Page:Graetz - Histoire des Juifs, A. Lévy, tome 5.djvu/108

La bibliothèque libre.
Cette page n’a pas encore été corrigée

première expulsion, pour les faire rappeler. L’empereur Ferdinand opposa un refus absolu à ces sollicitations, sous prétexte qu’il avait juré d’interdire aux Juifs le séjour de Prague et qu’il ne pouvait pas violer son serment. Un généreux suif de Prague, Mardokhaï Cémah ben Guerschon, décida alors de se rendre à Rome pour demander au pape Pie IV, successeur de Paul IV, de délier l’empereur de ce serment.

Mardokhaï Cémah était de la célèbre famille Soncin, dont plusieurs membres dirigeaient avec succès des imprimeries dans diverses villes de la Lombardie, à Constantinople et à Prague. Quoique la communauté de Prague l’eût gravement offensé et que sa fille mariée eût été accusée injustement d’adultère par de faux témoins et condamnée par le tribunal juif, il s’imposa quand même les plus lourds sacrifices dans l’intérêt de ses coreligionnaires. Son voyage à Rome fut couronné de succès. Pie IV délia Ferdinand de son serment. Du reste, le fils de l’empereur, Maximilien, devenu plus tard empereur lui-même, intervint aussi en faveur des Juifs de Prague. Ceux-ci furent de nouveau autorisés à s’établir à Prague et dans quelques villes de Bohème, ainsi qu’en Autriche.
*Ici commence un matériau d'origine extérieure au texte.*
//! Abstract Syntax Tree definitions
//!
//! Function, constructor and lambda bodies are reference counted so the
//! interpreter can capture them in closures that outlive a single evaluation.

mod expr;
mod span;
mod stmt;

pub use expr::*;
pub use span::*;
pub use stmt::*;

use serde::{Deserialize, Serialize};
use std::rc::Rc;

/// A source file: imports followed by members
#[derive(Debug, Clone, Default, Serialize, Deserialize)]
pub struct Source {
    pub imports: Vec<Import>,
    pub members: Vec<Member>,
}

/// `import A.B.C [as Name];`
#[derive(Debug, Clone, PartialEq, Serialize, Deserialize)]
pub struct Import {
    pub path: Vec<String>,
    pub alias: Option<String>,
}

impl Import {
    /// Dotted name of the imported type
    pub fn qualified_name(&self) -> String {
        self.path.join(".")
    }

    /// Name the import is bound to in the importing module
    pub fn binding(&self) -> &str {
        match &self.alias {
            Some(alias) => alias,
            None => self.path.last().map(String::as_str).unwrap_or_default(),
        }
    }
}

/// Type annotation. Parsed and kept for tooling, ignored at runtime.
#[derive(Debug, Clone, PartialEq, Serialize, Deserialize)]
pub struct TypeName {
    pub name: String,
    pub generics: Vec<TypeName>,
}

impl TypeName {
    pub fn simple(name: impl Into<String>) -> Self {
        TypeName {
            name: name.into(),
            generics: Vec::new(),
        }
    }
}

/// Function or constructor parameter
#[derive(Debug, Clone, PartialEq, Serialize, Deserialize)]
pub struct Param {
    pub name: String,
    pub ty: Option<TypeName>,
}

/// Member of a source file or component body
#[derive(Debug, Clone, Serialize, Deserialize)]
pub enum Member {
    Component(Rc<Component>),
    Property(Rc<Property>),
    Constructor(Rc<Constructor>),
    Function(Rc<FunctionDef>),
}

#[derive(Debug, Clone, Copy, PartialEq, Eq, Serialize, Deserialize)]
pub enum ComponentKind {
    Class,
    Interface,
    Struct,
}

impl ComponentKind {
    pub fn keyword(self) -> &'static str {
        match self {
            ComponentKind::Class => "class",
            ComponentKind::Interface => "interface",
            ComponentKind::Struct => "struct",
        }
    }
}

/// `class`, `interface` or `struct` declaration
#[derive(Debug, Clone, Serialize, Deserialize)]
pub struct Component {
    pub kind: ComponentKind,
    pub name: String,
    pub extends: Vec<TypeName>,
    pub members: Vec<Member>,
    pub span: Span,
}

impl Component {
    /// Instance properties in declaration order
    pub fn properties(&self) -> impl Iterator<Item = &Rc<Property>> {
        self.members.iter().filter_map(|member| match member {
            Member::Property(property) => Some(property),
            _ => None,
        })
    }
}

/// `var`/`val` member: a static variable at module level, a field inside a component
#[derive(Debug, Clone, Serialize, Deserialize)]
pub struct Property {
    pub mutable: bool,
    pub name: String,
    pub ty: Option<TypeName>,
    pub value: Option<Rc<Expr>>,
    pub span: Span,
}

#[derive(Debug, Clone, Serialize, Deserialize)]
pub struct Constructor {
    pub params: Vec<Param>,
    pub body: Rc<Stmt>,
    pub span: Span,
}

/// `func name(params) [: Type] body`; `name` may be an operator such as `+` or `[]=`.
/// An interface may declare a function without a body (`func area();`).
#[derive(Debug, Clone, Serialize, Deserialize)]
pub struct FunctionDef {
    pub name: String,
    pub params: Vec<Param>,
    pub ret: Option<TypeName>,
    pub body: Option<Rc<Stmt>>,
    pub span: Span,
}

impl FunctionDef {
    pub fn arity(&self) -> usize {
        self.params.len()
    }
}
On pouvait espérer, à cette époque, que la tolérance l’emporterait sur le fanatisme, car, à la mort de Paul IV (août 1559), la population romaine avait manifesté violemment ses sentiments contre la mémoire de ce pape et son système d’oppression religieuse. À la nouvelle de la mort du Pontife, le peuple s’était réuni au Capitole, comme du temps de la République romaine, et répandu ensuite é travers la ville, brûlant les bâtiments de l’Inquisition, maltraitant les dominicains, arrachant les armes pontificales et détruisant la statue de Paul IV. Au rire des assistants, quelqu’un s’était avisé de placer sur la tête de cette statue la barrette jaune que Paul IV avait imposée aux Juifs. Malheureusement, si les papes passaient, le système restait ; l’Église et son chef suprême étaient soumis pour longtemps encore aux violents et aux fanatiques.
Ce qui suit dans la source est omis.